START Records for the exercise
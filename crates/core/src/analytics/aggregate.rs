//! Pure aggregation from session rows to an analytics snapshot
//!
//! Every field is a function of the input slice alone; fetching and window
//! selection happen in the service. Formulas:
//! - counts partition pomodoro sessions by completion flag, so
//!   completed + incomplete == total always holds
//! - credited time for a completed session is planned + overtime
//! - incomplete focus time is wall-clock minus pauses, finalized rows only
//! - ratios follow the `Ratio` sentinel policy (never NaN, never negative)

use pomora_domain::{AnalyticsSnapshot, Ratio, Session, Timeframe};

/// Aggregate a user's sessions for one window into a snapshot.
pub fn aggregate(timeframe: Timeframe, sessions: &[Session]) -> AnalyticsSnapshot {
    let pomodoros: Vec<&Session> =
        sessions.iter().filter(|s| !s.kind.is_break()).collect();

    let total_pomodoro_sessions = pomodoros.len() as i64;
    let completed_sessions = pomodoros.iter().filter(|s| s.completed).count() as i64;
    let incomplete_sessions = total_pomodoro_sessions - completed_sessions;

    let short_breaks = sessions
        .iter()
        .filter(|s| s.kind == pomora_domain::SessionKind::ShortBreak && s.completed)
        .count() as i64;
    let long_breaks = sessions
        .iter()
        .filter(|s| s.kind == pomora_domain::SessionKind::LongBreak && s.completed)
        .count() as i64;

    let completion_rate = if total_pomodoro_sessions == 0 {
        0
    } else {
        percentage(completed_sessions, total_pomodoro_sessions)
    };

    let completed_focus_secs: i64 =
        pomodoros.iter().filter(|s| s.completed).map(|s| s.credited_secs()).sum();
    let incomplete_focus_secs: i64 =
        pomodoros.iter().filter(|s| !s.completed).map(|s| s.active_secs()).sum();
    let break_secs: i64 = sessions
        .iter()
        .filter(|s| s.kind.is_break() && s.completed)
        .map(|s| s.credited_secs())
        .sum();

    let total_pauses: i64 = pomodoros.iter().map(|s| s.pause_count).sum();
    let paused_secs: i64 = pomodoros.iter().map(|s| s.paused_secs).sum();
    let completed_pauses: i64 =
        pomodoros.iter().filter(|s| s.completed).map(|s| s.pause_count).sum();

    let average_pauses_per_completed = if completed_sessions == 0 {
        0.0
    } else {
        round_one_decimal(completed_pauses as f64 / completed_sessions as f64)
    };

    let overtime_sessions: Vec<i64> =
        sessions.iter().filter(|s| s.extra_secs > 0).map(|s| s.extra_secs).collect();
    let average_extra_secs = if overtime_sessions.is_empty() {
        0
    } else {
        let sum: i64 = overtime_sessions.iter().sum();
        (sum as f64 / overtime_sessions.len() as f64).round() as i64
    };

    AnalyticsSnapshot {
        timeframe,
        completed_sessions,
        incomplete_sessions,
        total_pomodoro_sessions,
        short_breaks,
        long_breaks,
        completion_rate,
        total_focus_minutes: minutes(completed_focus_secs),
        total_break_minutes: minutes(break_secs),
        incomplete_focus_minutes: minutes(incomplete_focus_secs),
        completed_vs_incomplete_ratio: Ratio::of(
            completed_sessions as f64,
            incomplete_sessions as f64,
        ),
        focus_time_ratio: Ratio::of(completed_focus_secs as f64, incomplete_focus_secs as f64),
        total_pauses,
        average_pauses_per_completed,
        total_pause_minutes: minutes(paused_secs),
        average_extra_secs,
    }
}

/// Convert seconds to minutes, rounded to the nearest integer.
fn minutes(secs: i64) -> i64 {
    (secs as f64 / 60.0).round() as i64
}

fn percentage(part: i64, whole: i64) -> i64 {
    (part as f64 / whole as f64 * 100.0).round() as i64
}

fn round_one_decimal(value: f64) -> f64 {
    (value * 10.0).round() / 10.0
}
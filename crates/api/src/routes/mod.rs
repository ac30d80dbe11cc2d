//! HTTP routes

pub mod analytics;
pub mod health;
pub mod sessions;

use std::sync::Arc;

use axum::routing::{get, patch, post};
use axum::Router;

use crate::context::AppContext;

/// Build the application router.
///
/// Everything under `/api` except `/api/health` requires a valid bearer
/// token, enforced per-handler by the `AuthenticatedUser` extractor.
pub fn router(ctx: Arc<AppContext>) -> Router {
    Router::new()
        .route("/api/sessions", post(sessions::create).get(sessions::list))
        .route("/api/sessions/{id}", patch(sessions::finalize))
        .route("/api/analytics", get(analytics::snapshot))
        .route("/api/health", get(health::check))
        .with_state(ctx)
}
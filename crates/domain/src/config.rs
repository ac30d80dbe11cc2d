//! Configuration structures
//!
//! Deserialized from environment variables or a config file by the infra
//! loader. All sections carry serde defaults so a minimal config is valid.

use chrono_tz::Tz;
use serde::{Deserialize, Serialize};

use crate::constants::{
    DEFAULT_DB_POOL_SIZE, DEFAULT_HTTP_HOST, DEFAULT_HTTP_PORT, DEFAULT_LONG_BREAK_SECS,
    DEFAULT_POMODORO_SECS, DEFAULT_SHORT_BREAK_SECS,
};

/// Top-level application configuration
#[derive(Debug, Clone, Default, Serialize, Deserialize)]
pub struct Config {
    #[serde(default)]
    pub server: ServerConfig,
    #[serde(default)]
    pub database: DatabaseConfig,
    #[serde(default)]
    pub analytics: AnalyticsConfig,
    #[serde(default)]
    pub timer: TimerConfig,
}

/// HTTP server bind settings
#[derive(Debug, Clone, Serialize, Deserialize)]
pub struct ServerConfig {
    #[serde(default = "default_host")]
    pub host: String,
    #[serde(default = "default_port")]
    pub port: u16,
}

impl Default for ServerConfig {
    fn default() -> Self {
        Self { host: default_host(), port: default_port() }
    }
}

/// SQLite database settings
#[derive(Debug, Clone, Serialize, Deserialize)]
pub struct DatabaseConfig {
    /// Database file path. `:memory:` is accepted for tests.
    #[serde(default = "default_db_path")]
    pub path: String,
    #[serde(default = "default_pool_size")]
    pub pool_size: u32,
}

impl Default for DatabaseConfig {
    fn default() -> Self {
        Self { path: default_db_path(), pool_size: default_pool_size() }
    }
}

/// Analytics window settings
#[derive(Debug, Clone, Serialize, Deserialize)]
pub struct AnalyticsConfig {
    /// IANA timezone used to anchor `day`/`week` window boundaries.
    #[serde(default = "default_timezone")]
    pub timezone: Tz,
}

impl Default for AnalyticsConfig {
    fn default() -> Self {
        Self { timezone: default_timezone() }
    }
}

/// Planned durations offered by the timer, per session kind (seconds)
#[derive(Debug, Clone, Serialize, Deserialize)]
pub struct TimerConfig {
    #[serde(default = "default_pomodoro_secs")]
    pub pomodoro_secs: i64,
    #[serde(default = "default_short_break_secs")]
    pub short_break_secs: i64,
    #[serde(default = "default_long_break_secs")]
    pub long_break_secs: i64,
}

impl Default for TimerConfig {
    fn default() -> Self {
        Self {
            pomodoro_secs: default_pomodoro_secs(),
            short_break_secs: default_short_break_secs(),
            long_break_secs: default_long_break_secs(),
        }
    }
}

fn default_host() -> String {
    DEFAULT_HTTP_HOST.to_string()
}

fn default_port() -> u16 {
    DEFAULT_HTTP_PORT
}

fn default_db_path() -> String {
    "pomora.db".to_string()
}

fn default_pool_size() -> u32 {
    DEFAULT_DB_POOL_SIZE
}

fn default_timezone() -> Tz {
    chrono_tz::UTC
}

fn default_pomodoro_secs() -> i64 {
    DEFAULT_POMODORO_SECS
}

fn default_short_break_secs() -> i64 {
    DEFAULT_SHORT_BREAK_SECS
}

fn default_long_break_secs() -> i64 {
    DEFAULT_LONG_BREAK_SECS
}
//! Analytics endpoint

use std::sync::Arc;

use axum::extract::{Query, State};
use axum::Json;
use pomora_domain::{AnalyticsSnapshot, Timeframe};
use serde::Deserialize;

use crate::context::AppContext;
use crate::error::ApiError;
use crate::extract::AuthenticatedUser;

#[derive(Debug, Deserialize)]
pub struct AnalyticsParams {
    #[serde(default)]
    pub timeframe: Timeframe,
}

/// `GET /api/analytics?timeframe=day|week` - recompute the caller's
/// snapshot over the requested window.
pub async fn snapshot(
    State(ctx): State<Arc<AppContext>>,
    AuthenticatedUser(user): AuthenticatedUser,
    Query(params): Query<AnalyticsParams>,
) -> Result<Json<AnalyticsSnapshot>, ApiError> {
    let snapshot = ctx.analytics.snapshot(&user, params.timeframe).await?;
    Ok(Json(snapshot))
}
//! # Pomora Core
//!
//! Pure business logic layer - no infrastructure dependencies.
//!
//! This crate contains:
//! - Port/adapter interfaces (traits)
//! - The session lifecycle service and analytics aggregator
//! - The client-resident timer state machine and engine
//!
//! ## Architecture Principles
//! - Only depends on `pomora-domain`
//! - No database or HTTP code
//! - All external dependencies via traits
//! - Pure, testable business logic

pub mod analytics;
pub mod auth;
pub mod events;
pub mod session;
pub mod timer;

// Re-export specific items to avoid ambiguity
pub use analytics::ports::AnalyticsGateway;
pub use analytics::{aggregate, window_start, AnalyticsClient, AnalyticsService};
pub use auth::Authenticator;
pub use events::RefreshBus;
pub use session::ports::SessionRepository;
pub use session::SessionService;
pub use timer::ports::SessionGateway;
pub use timer::{TimerEngine, TimerNotification, TimerPhase, TimerSnapshot, TimerState};
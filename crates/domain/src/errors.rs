//! Error types used throughout the application

use serde::{Deserialize, Serialize};
use thiserror::Error;

/// Main error type for Pomora
#[derive(Error, Debug, Serialize, Deserialize)]
#[serde(tag = "type", content = "message")]
pub enum PomoraError {
    #[error("Database error: {0}")]
    Database(String),

    #[error("Configuration error: {0}")]
    Config(String),

    #[error("Network error: {0}")]
    Network(String),

    #[error("Authentication error: {0}")]
    Auth(String),

    #[error("Not found: {0}")]
    NotFound(String),

    #[error("Invalid input: {0}")]
    InvalidInput(String),

    #[error("Internal error: {0}")]
    Internal(String),
}

impl PomoraError {
    /// Stable label for the error variant, suitable for metrics and wire
    /// payloads.
    pub fn label(&self) -> &'static str {
        match self {
            PomoraError::Database(_) => "database",
            PomoraError::Config(_) => "config",
            PomoraError::Network(_) => "network",
            PomoraError::Auth(_) => "auth",
            PomoraError::NotFound(_) => "not_found",
            PomoraError::InvalidInput(_) => "invalid_input",
            PomoraError::Internal(_) => "internal",
        }
    }
}

/// Result type alias for Pomora operations
pub type Result<T> = std::result::Result<T, PomoraError>;
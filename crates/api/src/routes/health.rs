//! Health endpoint

use std::sync::Arc;

use axum::extract::State;
use axum::Json;
use serde::Serialize;

use crate::context::AppContext;
use crate::error::ApiError;

#[derive(Debug, Serialize)]
pub struct HealthResponse {
    pub status: &'static str,
    pub database: &'static str,
}

/// `GET /api/health` - liveness plus database reachability. Unauthenticated.
pub async fn check(
    State(ctx): State<Arc<AppContext>>,
) -> Result<Json<HealthResponse>, ApiError> {
    let db = Arc::clone(&ctx.db);
    tokio::task::spawn_blocking(move || db.health_check())
        .await
        .map_err(|err| {
            ApiError(pomora_domain::PomoraError::Internal(format!("health task failed: {err}")))
        })?
        .map_err(ApiError)?;

    Ok(Json(HealthResponse { status: "ok", database: "reachable" }))
}
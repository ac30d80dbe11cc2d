//! Shared helpers for endpoint integration tests.

use std::sync::Arc;

use axum::body::Body;
use axum::http::{header, Method, Request, StatusCode};
use axum::Router;
use pomora_api::{router, AppContext};
use pomora_domain::{Config, UserId};
use serde_json::Value;
use tempfile::TempDir;
use tower::ServiceExt;

/// Shared context for integration tests that drive the full router.
pub struct TestContext {
    pub app: Router,
    pub ctx: Arc<AppContext>,
    pub user: UserId,
    pub token: String,
    /// Keep temporary directory alive for the lifetime of the context.
    _temp_dir: TempDir,
}

/// Create a new test context with a fresh database and one issued token.
pub async fn setup_test_context() -> TestContext {
    let temp_dir = TempDir::new().expect("failed to create temporary database directory");

    let mut config = Config::default();
    config.database.path =
        temp_dir.path().join("pomora.db").to_string_lossy().into_owned();
    config.database.pool_size = 2;

    let ctx = Arc::new(AppContext::new(config).expect("failed to initialise context"));

    let user = UserId::from("test-user");
    let token = ctx.tokens.issue_token(&user, "tests").await.expect("token issued");

    TestContext { app: router(Arc::clone(&ctx)), ctx, user, token, _temp_dir: temp_dir }
}

impl TestContext {
    /// Issue a request against the router and decode the JSON response.
    pub async fn request(
        &self,
        method: Method,
        uri: &str,
        token: Option<&str>,
        body: Option<Value>,
    ) -> (StatusCode, Value) {
        let mut builder = Request::builder().method(method).uri(uri);
        if let Some(token) = token {
            builder = builder.header(header::AUTHORIZATION, format!("Bearer {token}"));
        }

        let request = match body {
            Some(json) => builder
                .header(header::CONTENT_TYPE, "application/json")
                .body(Body::from(json.to_string()))
                .expect("request built"),
            None => builder.body(Body::empty()).expect("request built"),
        };

        let response =
            self.app.clone().oneshot(request).await.expect("router handled request");
        let status = response.status();

        let bytes = axum::body::to_bytes(response.into_body(), usize::MAX)
            .await
            .expect("body collected");
        // Framework rejections (bad query strings, malformed JSON) carry
        // plain-text bodies; represent those as null.
        let value = serde_json::from_slice(&bytes).unwrap_or(Value::Null);

        (status, value)
    }

    /// Create a session through the API and return its identifier.
    pub async fn create_session(&self, kind: &str, duration_secs: i64) -> String {
        let (status, body) = self
            .request(
                Method::POST,
                "/api/sessions",
                Some(&self.token),
                Some(serde_json::json!({
                    "kind": kind,
                    "startedAt": chrono::Utc::now().to_rfc3339(),
                    "durationSecs": duration_secs,
                })),
            )
            .await;
        assert_eq!(status, StatusCode::CREATED, "create failed: {body}");
        body["id"].as_str().expect("created id").to_string()
    }

    /// Finalize a session through the API.
    pub async fn finalize_session(
        &self,
        id: &str,
        completed: bool,
        extra_secs: i64,
    ) -> (StatusCode, Value) {
        self.request(
            Method::PATCH,
            &format!("/api/sessions/{id}"),
            Some(&self.token),
            Some(serde_json::json!({
                "completed": completed,
                "endedAt": chrono::Utc::now().to_rfc3339(),
                "extraSecs": extra_secs,
                "pauseCount": 0,
                "pausedSecs": 0,
            })),
        )
        .await
    }
}
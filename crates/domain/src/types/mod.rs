//! Domain data types
//!
//! Organized by subsystem:
//! - `session`: timed interval records and their lifecycle payloads
//! - `analytics`: derived aggregate snapshot and window selection
//! - `user`: ownership identifiers

pub mod analytics;
pub mod session;
pub mod user;

pub use analytics::{AnalyticsSnapshot, Ratio, Timeframe};
pub use session::{NewSession, Session, SessionKind, SessionPatch};
pub use user::UserId;
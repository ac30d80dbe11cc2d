//! Port interfaces for session persistence
//!
//! These traits define the boundaries between core business logic
//! and infrastructure implementations. Every operation is scoped to the
//! owning user; rows belonging to other users are invisible through the
//! port.

use async_trait::async_trait;
use chrono::{DateTime, Utc};
use pomora_domain::{NewSession, Result, Session, SessionPatch, UserId};

/// Trait for persisting session records
#[async_trait]
pub trait SessionRepository: Send + Sync {
    /// Insert a new open session and return the stored record, including
    /// its server-assigned identifier.
    async fn create(&self, user: &UserId, session: NewSession) -> Result<Session>;

    /// Apply the terminal finalize patch to a session.
    ///
    /// # Errors
    /// Returns `PomoraError::NotFound` when the id does not exist or
    /// belongs to a different user.
    async fn finalize(&self, user: &UserId, id: &str, patch: SessionPatch) -> Result<Session>;

    /// Fetch a single session by id.
    async fn find_by_id(&self, user: &UserId, id: &str) -> Result<Option<Session>>;

    /// Fetch all of the user's sessions with `started_at >= since`,
    /// newest first.
    async fn find_started_since(&self, user: &UserId, since: DateTime<Utc>)
        -> Result<Vec<Session>>;
}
END Records for the exercise
- To do
Search the data above for the word "PomoraError", then gather each line in which it appears.

- Answer below
pub enum PomoraError {
impl PomoraError {
            PomoraError::Database(_) => "database",
            PomoraError::Config(_) => "config",
            PomoraError::Network(_) => "network",
            PomoraError::Auth(_) => "auth",
            PomoraError::NotFound(_) => "not_found",
            PomoraError::InvalidInput(_) => "invalid_input",
            PomoraError::Internal(_) => "internal",
pub type Result<T> = std::result::Result<T, PomoraError>;
            ApiError(pomora_domain::PomoraError::Internal(format!("health task failed: {err}")))
    /// Returns `PomoraError::NotFound` when the id does not exist or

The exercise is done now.